The Testaments, by Margaret Atwood, Chatto & Windus, 419 pp, £20, ISBN: 978-1784742324
Margaret Atwood’s new novel The Testaments, the sequel to her dystopian classic The Handmaid’s Tale (1985), is bound to make for a markedly different reading experience for a novice to the Republic of Gilead than for the battered Gileadean veteran who has been through the wars – by which I mean not just the original novel and Volker Schlöndorff’s 1990 film adaptation but also the three seasons of the 2017-2019 Hulu TV series, remarkable for its visual aesthetic as well the harrowing explicitness of its depictions of violence. The same warning nonetheless applies here to all kinds of viewers and readers: this review contains spoilers.

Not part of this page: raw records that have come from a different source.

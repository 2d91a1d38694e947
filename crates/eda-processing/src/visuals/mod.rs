//! Visualization data for the cleaned dataset.
//!
//! Nothing is drawn here. [`VisualizationPlan::build`] computes the data
//! behind the fixed chart battery shown after cleaning:
//! - a histogram and a box plot per numeric column
//! - a correlation heatmap when there are at least two numeric columns
//! - a bar chart of value counts per categorical column
//! - box plots of every numeric column grouped by the categorical column
//!   with the fewest distinct values

mod charts;

pub use charts::{
    BarChart, BoxGroup, BoxPlot, BoxPlotSummary, CategoryCount, CorrelationMatrix,
    GroupedBoxPlot, Histogram, HistogramBin, build_bar_chart, build_box_plot,
    build_correlation_matrix, build_grouped_box_plot, build_histogram,
};

use serde::{Deserialize, Serialize};
use tracing::debug;

use crate::dataset::{Column, Dataset};
use crate::profiler::statistics;

/// Chart data for one dataset.
#[derive(Debug, Clone, Default, PartialEq, Serialize, Deserialize)]
pub struct VisualizationPlan {
    pub numeric_columns: Vec<String>,
    pub categorical_columns: Vec<String>,
    pub histograms: Vec<Histogram>,
    pub box_plots: Vec<BoxPlot>,
    #[serde(skip_serializing_if = "Option::is_none")]
    pub correlation: Option<CorrelationMatrix>,
    pub bar_charts: Vec<BarChart>,
    pub grouped_box_plots: Vec<GroupedBoxPlot>,
}

impl VisualizationPlan {
    /// Build the chart data for `dataset` with `bins` histogram bins.
    pub fn build(dataset: &Dataset, bins: usize) -> Self {
        let numeric: Vec<(&str, Vec<Option<f64>>)> = dataset
            .columns()
            .iter()
            .filter_map(|c| c.numeric_values().map(|values| (c.name(), values)))
            .collect();
        let categorical: Vec<(&Column, &[Option<String>])> = dataset
            .columns()
            .iter()
            .filter_map(|c| c.categorical_values().map(|values| (c, values)))
            .collect();

        let mut histograms = Vec::with_capacity(numeric.len());
        let mut box_plots = Vec::with_capacity(numeric.len());
        for (name, values) in &numeric {
            let present = statistics::present_values(values);
            histograms.push(Histogram {
                column: name.to_string(),
                bins: build_histogram(&present, bins),
            });
            if let Some(summary) = build_box_plot(&present) {
                box_plots.push(BoxPlot {
                    column: name.to_string(),
                    summary,
                });
            }
        }

        let correlation = (numeric.len() > 1).then(|| {
            let columns: Vec<(&str, &[Option<f64>])> = numeric
                .iter()
                .map(|(name, values)| (*name, values.as_slice()))
                .collect();
            build_correlation_matrix(&columns)
        });

        let bar_charts: Vec<BarChart> = categorical
            .iter()
            .map(|(column, values)| build_bar_chart(column.name(), values))
            .collect();

        // min_by_key keeps the first column on ties
        let grouping = categorical
            .iter()
            .min_by_key(|(column, _)| column.unique_count());
        let grouped_box_plots: Vec<GroupedBoxPlot> = match grouping {
            Some((group_column, labels)) => numeric
                .iter()
                .map(|(name, values)| {
                    build_grouped_box_plot(name, values, group_column.name(), labels)
                })
                .collect(),
            None => Vec::new(),
        };

        debug!(
            "Built chart data: {} histograms, {} bar charts, {} grouped box plots",
            histograms.len(),
            bar_charts.len(),
            grouped_box_plots.len()
        );

        Self {
            numeric_columns: numeric.iter().map(|(name, _)| name.to_string()).collect(),
            categorical_columns: categorical
                .iter()
                .map(|(column, _)| column.name().to_string())
                .collect(),
            histograms,
            box_plots,
            correlation,
            bar_charts,
            grouped_box_plots,
        }
    }

    /// Total number of charts in the plan.
    pub fn chart_count(&self) -> usize {
        self.histograms.len()
            + self.box_plots.len()
            + usize::from(self.correlation.is_some())
            + self.bar_charts.len()
            + self.grouped_box_plots.len()
    }
}
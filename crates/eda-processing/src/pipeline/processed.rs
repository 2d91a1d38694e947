//! Result of one pipeline run.

use polars::prelude::DataFrame;
use std::path::{Path, PathBuf};

use crate::config::CleaningConfig;
use crate::dataset::{Dataset, DatasetPreview};
use crate::error::Result;
use crate::io;
use crate::types::CleaningSummary;
use crate::visuals::VisualizationPlan;

/// A cleaned upload: the dataset, what was done to it, and its chart data.
#[derive(Debug, Clone)]
pub struct ProcessedDataset {
    pub dataset: Dataset,
    pub summary: CleaningSummary,
    pub visuals: VisualizationPlan,
    pub(crate) config: CleaningConfig,
}

impl ProcessedDataset {
    /// First rows of the cleaned dataset.
    pub fn preview(&self) -> DatasetPreview {
        self.dataset.preview(self.config.preview_rows)
    }

    /// The cleaned dataset as a polars frame.
    pub fn to_dataframe(&self) -> Result<DataFrame> {
        self.dataset.to_dataframe()
    }

    /// The cleaned dataset as CSV text, ready to offer for download.
    pub fn to_csv_bytes(&self) -> Result<Vec<u8>> {
        io::to_csv_bytes(&self.dataset)
    }

    /// Name of the download file.
    pub fn file_name(&self) -> &str {
        &self.config.output_file_name
    }

    /// Write the cleaned CSV into `dir` under [`file_name`](Self::file_name).
    pub fn write_csv(&self, dir: &Path) -> Result<PathBuf> {
        io::write_csv(&self.dataset, dir, &self.config.output_file_name)
    }
}
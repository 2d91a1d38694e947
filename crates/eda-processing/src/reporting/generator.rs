use chrono::Local;
use serde::{Deserialize, Serialize};
use std::fs::{self, File};
use std::io::Write;
use std::path::{Path, PathBuf};
use tracing::info;

use crate::dataset::DatasetPreview;
use crate::error::{Result, ResultExt};
use crate::pipeline::ProcessedDataset;
use crate::types::{CleaningSummary, DatasetProfile};
use crate::visuals::VisualizationPlan;

/// Everything recorded about one cleaning run.
#[derive(Debug, Clone, Serialize, Deserialize)]
pub struct CleaningReport {
    /// Local time the report was generated
    pub generated_at: String,
    /// Path (or label) of the uploaded input
    pub input_file: String,
    /// Path of the cleaned CSV, if one was written
    pub output_file: Option<String>,

    /// Profile of the upload before cleaning
    pub profile: DatasetProfile,
    /// What the cleaner did
    pub summary: CleaningSummary,
    /// First rows of the cleaned dataset
    pub preview: DatasetPreview,

    /// Chart data, when requested
    #[serde(skip_serializing_if = "Option::is_none")]
    pub visuals: Option<VisualizationPlan>,
}

/// Builds reports and writes them to disk.
pub struct ReportGenerator {
    output_dir: PathBuf,
}

impl ReportGenerator {
    pub fn new(output_dir: impl Into<PathBuf>) -> Self {
        Self {
            output_dir: output_dir.into(),
        }
    }

    pub fn output_dir(&self) -> &Path {
        &self.output_dir
    }

    /// Build a report for a finished run.
    ///
    /// `profile` is the profile of the dataset as uploaded, taken before
    /// the pipeline ran.
    pub fn build_report(
        input_file: &str,
        output_file: Option<&str>,
        profile: DatasetProfile,
        processed: &ProcessedDataset,
        include_visuals: bool,
    ) -> CleaningReport {
        CleaningReport {
            generated_at: Local::now().format("%Y-%m-%d %H:%M:%S").to_string(),
            input_file: input_file.to_string(),
            output_file: output_file.map(String::from),
            profile,
            summary: processed.summary.clone(),
            preview: processed.preview(),
            visuals: include_visuals.then(|| processed.visuals.clone()),
        }
    }

    /// Write a report to a JSON file.
    ///
    /// If `report_base_name` is "train", the file will be "train_report.json".
    pub fn write_report_to_file(
        &self,
        report: &CleaningReport,
        report_base_name: &str,
    ) -> Result<PathBuf> {
        fs::create_dir_all(&self.output_dir)
            .context(format!("Creating {}", self.output_dir.display()))?;

        let report_path = self
            .output_dir
            .join(format!("{}_report.json", report_base_name));
        let mut file = File::create(&report_path)
            .context(format!("Creating {}", report_path.display()))?;
        file.write_all(serde_json::to_string_pretty(report)?.as_bytes())?;

        info!("Report saved: {}", report_path.display());

        Ok(report_path)
    }

    /// Write the chart data alone, as `<stem>_visuals.json`.
    pub fn write_visuals_to_file(
        &self,
        visuals: &VisualizationPlan,
        report_base_name: &str,
    ) -> Result<PathBuf> {
        fs::create_dir_all(&self.output_dir)?;

        let visuals_path = self
            .output_dir
            .join(format!("{}_visuals.json", report_base_name));
        fs::write(&visuals_path, serde_json::to_string_pretty(visuals)?)?;

        info!("Chart data saved: {}", visuals_path.display());

        Ok(visuals_path)
    }
}

#[cfg(test)]
mod tests {
    use super::*;
    use crate::config::CleaningConfig;
    use crate::dataset::Dataset;
    use crate::io;
    use crate::pipeline::Pipeline;
    use crate::profiler::DataProfiler;

    fn run(bytes: &[u8]) -> (DatasetProfile, ProcessedDataset) {
        let config = CleaningConfig::default();
        let raw = Dataset::from_dataframe(&io::read_csv_bytes(bytes, &config).unwrap()).unwrap();
        let profile = DataProfiler::profile_dataset(&raw, &config);
        let processed = Pipeline::builder().build().unwrap().process_bytes(bytes).unwrap();
        (profile, processed)
    }

    #[test]
    fn test_build_report() {
        let (profile, processed) = run(b"x,c\n1,a\n2,\n3,a\n4,b\n,b\n");

        let report = ReportGenerator::build_report("data.csv", None, profile, &processed, false);

        assert_eq!(report.input_file, "data.csv");
        assert!(report.output_file.is_none());
        assert_eq!(report.profile.missing_cells, 2);
        assert_eq!(report.summary.missing_after, 0);
        assert_eq!(report.preview.columns, vec!["x", "c"]);
        assert!(report.visuals.is_none());
        // "YYYY-MM-DD HH:MM:SS"
        assert_eq!(report.generated_at.len(), 19);
    }

    #[test]
    fn test_write_report_to_file() {
        let dir = tempfile::tempdir().unwrap();
        let (profile, processed) = run(b"x,y\n1,10\n2,20\n3,\n");
        let report = ReportGenerator::build_report(
            "data.csv",
            Some("cleaned_data.csv"),
            profile,
            &processed,
            true,
        );

        let generator = ReportGenerator::new(dir.path().join("out"));
        let path = generator.write_report_to_file(&report, "data").unwrap();

        assert_eq!(path.file_name().unwrap(), "data_report.json");
        let json: serde_json::Value =
            serde_json::from_str(&fs::read_to_string(&path).unwrap()).unwrap();
        assert_eq!(json["output_file"], "cleaned_data.csv");
        assert_eq!(json["summary"]["missing_after"], 0);
        assert!(json["visuals"]["correlation"].is_object());
    }

    #[test]
    fn test_write_visuals_to_file() {
        let dir = tempfile::tempdir().unwrap();
        let (_, processed) = run(b"x,c\n1,a\n2,b\n");

        let generator = ReportGenerator::new(dir.path());
        let path = generator.write_visuals_to_file(&processed.visuals, "data").unwrap();

        assert!(path.ends_with("data_visuals.json"));
        let json: serde_json::Value =
            serde_json::from_str(&fs::read_to_string(&path).unwrap()).unwrap();
        assert_eq!(json["histograms"].as_array().unwrap().len(), 1);
        assert_eq!(json["bar_charts"].as_array().unwrap().len(), 1);
    }
}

The Testaments is a complex narrative woven out of three testimonies, supplemented, just as in the first novel, by a transcript of an academic symposium in which two historians familiar to us from the past discuss the three witness accounts as documentary evidence to be used in compiling Gilead’s history. The first and foremost of the testimonies comes in the form of a manuscript called the Ardua Hall holograph, written by an outspoken elderly woman with a high opinion of herself and a wicked sense of humour (especially when it comes to such hard-to-discipline subjects as imaginary penises). The text of the manuscript combines past-tense narration with present-tense appeals to the imagined reader so as to create the illusion of being composed even as we read. Its author’s confessions and revelations are layered throughout with alternating chapters from the recorded and transcribed voices of two much younger women – one brought up in Gilead in a Commander family, the other in a middle class home in free Canada. Coming from different backgrounds yet facing similar conundrums, these two look back on their deceptively innocent childhoods and reveal how they came to know the truth about themselves, about each other and about Gilead.

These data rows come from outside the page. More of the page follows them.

//! Pipeline module.
//!
//! This module provides the cleaning pipeline and related components.

mod builder;
mod processed;
pub mod progress;

pub use builder::{Pipeline, PipelineBuilder};
pub use processed::ProcessedDataset;
pub use progress::{ClosureProgressReporter, ProcessingStage, ProgressReporter, ProgressUpdate};
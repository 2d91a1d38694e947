use serde::{Deserialize, Serialize};
use std::fmt;

use crate::dataset::ColumnKind;

#[derive(Debug, Clone, Serialize, Deserialize)]
pub struct ColumnProfile {
    pub name: String,
    pub kind: ColumnKind,
    pub null_count: usize,
    pub null_percentage: f64,
    pub unique_count: usize,
    /// Sample skewness of the present values (numeric columns only).
    #[serde(skip_serializing_if = "Option::is_none")]
    pub skewness: Option<f64>,
    /// Strategy the cleaner will use to fill this column's gaps.
    #[serde(skip_serializing_if = "Option::is_none")]
    pub planned_imputation: Option<ImputationStrategy>,
}

#[derive(Debug, Clone, Serialize, Deserialize)]
pub struct DatasetProfile {
    pub shape: (usize, usize),
    pub column_profiles: Vec<ColumnProfile>,
    pub missing_cells: usize,
}

// ============================================================================
// Cleaning Summary Types
// ============================================================================

/// How a column's missing values were filled.
#[derive(Debug, Clone, Copy, PartialEq, Eq, Serialize, Deserialize)]
#[serde(rename_all = "snake_case")]
pub enum ImputationStrategy {
    /// Arithmetic mean of the present values.
    Mean,
    /// Median of the present values (skewed columns).
    Median,
    /// Most frequent value, first seen on ties.
    Mode,
}

impl ImputationStrategy {
    pub fn display_name(&self) -> &'static str {
        match self {
            Self::Mean => "mean",
            Self::Median => "median",
            Self::Mode => "mode",
        }
    }
}

impl fmt::Display for ImputationStrategy {
    fn fmt(&self, f: &mut fmt::Formatter<'_>) -> fmt::Result {
        f.write_str(self.display_name())
    }
}

/// Value written into the gaps of a column.
#[derive(Debug, Clone, PartialEq, Serialize, Deserialize)]
#[serde(untagged)]
pub enum FillValue {
    Number(f64),
    Text(String),
}

impl fmt::Display for FillValue {
    fn fmt(&self, f: &mut fmt::Formatter<'_>) -> fmt::Result {
        match self {
            Self::Number(v) => write!(f, "{}", v),
            Self::Text(s) => write!(f, "'{}'", s),
        }
    }
}

/// One imputed column.
#[derive(Debug, Clone, PartialEq, Serialize, Deserialize)]
pub struct ImputationRecord {
    pub column: String,
    pub strategy: ImputationStrategy,
    pub fill_value: FillValue,
    /// Number of cells filled.
    pub filled: usize,
    /// Skewness that drove the numeric choice.
    #[serde(skip_serializing_if = "Option::is_none")]
    pub skewness: Option<f64>,
}

/// One clipped numeric column.
#[derive(Debug, Clone, PartialEq, Serialize, Deserialize)]
pub struct ClippingRecord {
    pub column: String,
    pub q1: f64,
    pub q3: f64,
    pub lower_bound: f64,
    pub upper_bound: f64,
    /// Values raised to the lower bound.
    pub clipped_low: usize,
    /// Values lowered to the upper bound.
    pub clipped_high: usize,
}

impl ClippingRecord {
    pub fn total_clipped(&self) -> usize {
        self.clipped_low + self.clipped_high
    }
}

/// What a cleaning run did.
///
/// Serialized into the run report and printed by the CLI.
#[derive(Debug, Clone, Default, Serialize, Deserialize)]
pub struct CleaningSummary {
    /// Total execution time in milliseconds.
    pub duration_ms: u64,

    pub rows: usize,
    pub columns: usize,

    /// Missing cells before imputation.
    pub missing_before: usize,
    /// Missing cells after imputation. Zero unless empty columns are kept.
    pub missing_after: usize,

    pub imputations: Vec<ImputationRecord>,
    pub clipping: Vec<ClippingRecord>,

    /// Human-readable log of the steps taken.
    pub steps: Vec<String>,
    pub warnings: Vec<String>,
}

impl CleaningSummary {
    pub fn new() -> Self {
        Self::default()
    }

    pub fn add_step(&mut self, step: impl Into<String>) {
        self.steps.push(step.into());
    }

    pub fn add_warning(&mut self, warning: impl Into<String>) {
        self.warnings.push(warning.into());
    }

    /// Cells filled across all columns.
    pub fn values_imputed(&self) -> usize {
        self.imputations.iter().map(|r| r.filled).sum()
    }

    /// Values moved to a bound across all columns.
    pub fn values_clipped(&self) -> usize {
        self.clipping.iter().map(ClippingRecord::total_clipped).sum()
    }
}

// ============================================================================
// Tests
// ============================================================================

#[cfg(test)]
mod tests {
    use super::*;

    #[test]
    fn test_summary_default() {
        let summary = CleaningSummary::default();
        assert_eq!(summary.duration_ms, 0);
        assert!(summary.imputations.is_empty());
        assert_eq!(summary.values_imputed(), 0);
    }

    #[test]
    fn test_summary_totals() {
        let mut summary = CleaningSummary::new();
        summary.imputations.push(ImputationRecord {
            column: "age".to_string(),
            strategy: ImputationStrategy::Median,
            fill_value: FillValue::Number(32.0),
            filled: 3,
            skewness: Some(1.7),
        });
        summary.imputations.push(ImputationRecord {
            column: "city".to_string(),
            strategy: ImputationStrategy::Mode,
            fill_value: FillValue::Text("Oslo".to_string()),
            filled: 2,
            skewness: None,
        });
        summary.clipping.push(ClippingRecord {
            column: "age".to_string(),
            q1: 20.0,
            q3: 40.0,
            lower_bound: -10.0,
            upper_bound: 70.0,
            clipped_low: 0,
            clipped_high: 4,
        });
        summary.add_warning("kept empty column");

        assert_eq!(summary.values_imputed(), 5);
        assert_eq!(summary.values_clipped(), 4);
        assert_eq!(summary.warnings.len(), 1);
    }

    #[test]
    fn test_strategy_serialization() {
        let json = serde_json::to_string(&ImputationStrategy::Median).expect("Should serialize");
        assert_eq!(json, "\"median\"");
        assert_eq!(ImputationStrategy::Mode.to_string(), "mode");
    }

    #[test]
    fn test_fill_value_serializes_untagged() {
        assert_eq!(serde_json::to_string(&FillValue::Number(2.5)).unwrap(), "2.5");
        assert_eq!(
            serde_json::to_string(&FillValue::Text("a".to_string())).unwrap(),
            "\"a\""
        );
        assert_eq!(FillValue::Text("a".to_string()).to_string(), "'a'");
    }
}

In its first part, The Testaments relies for its effect partly on having the reader play a guessing game. Whose are the three testifying voices? No fan of Gilead will fail to identify the elderly narrator as Aunt Lydia, the formidable “educator” of handmaids, whose ability to navigate the troubled waters of Gileadean politics (and to rise from the dead) is second to none. After guessing the real identities of both the young narrators, Agnes Jemima and Daisy, we are kept on tenterhooks as to the uncertain course of action plotted out for them – will it end in success, or in failure? Uninitiated readers might find this exercise slightly bewildering at first but may reap a greater emotional reward once the three characters are brought together, the central mystery is revealed and the story of the girls’ awakening turns into a spy novel-cum-action adventure. For the initiated, however, the guesswork will be child’s play and the supposed mysteries obvious – while the background stories of the three characters may feel too predictably “plotted” to compensate.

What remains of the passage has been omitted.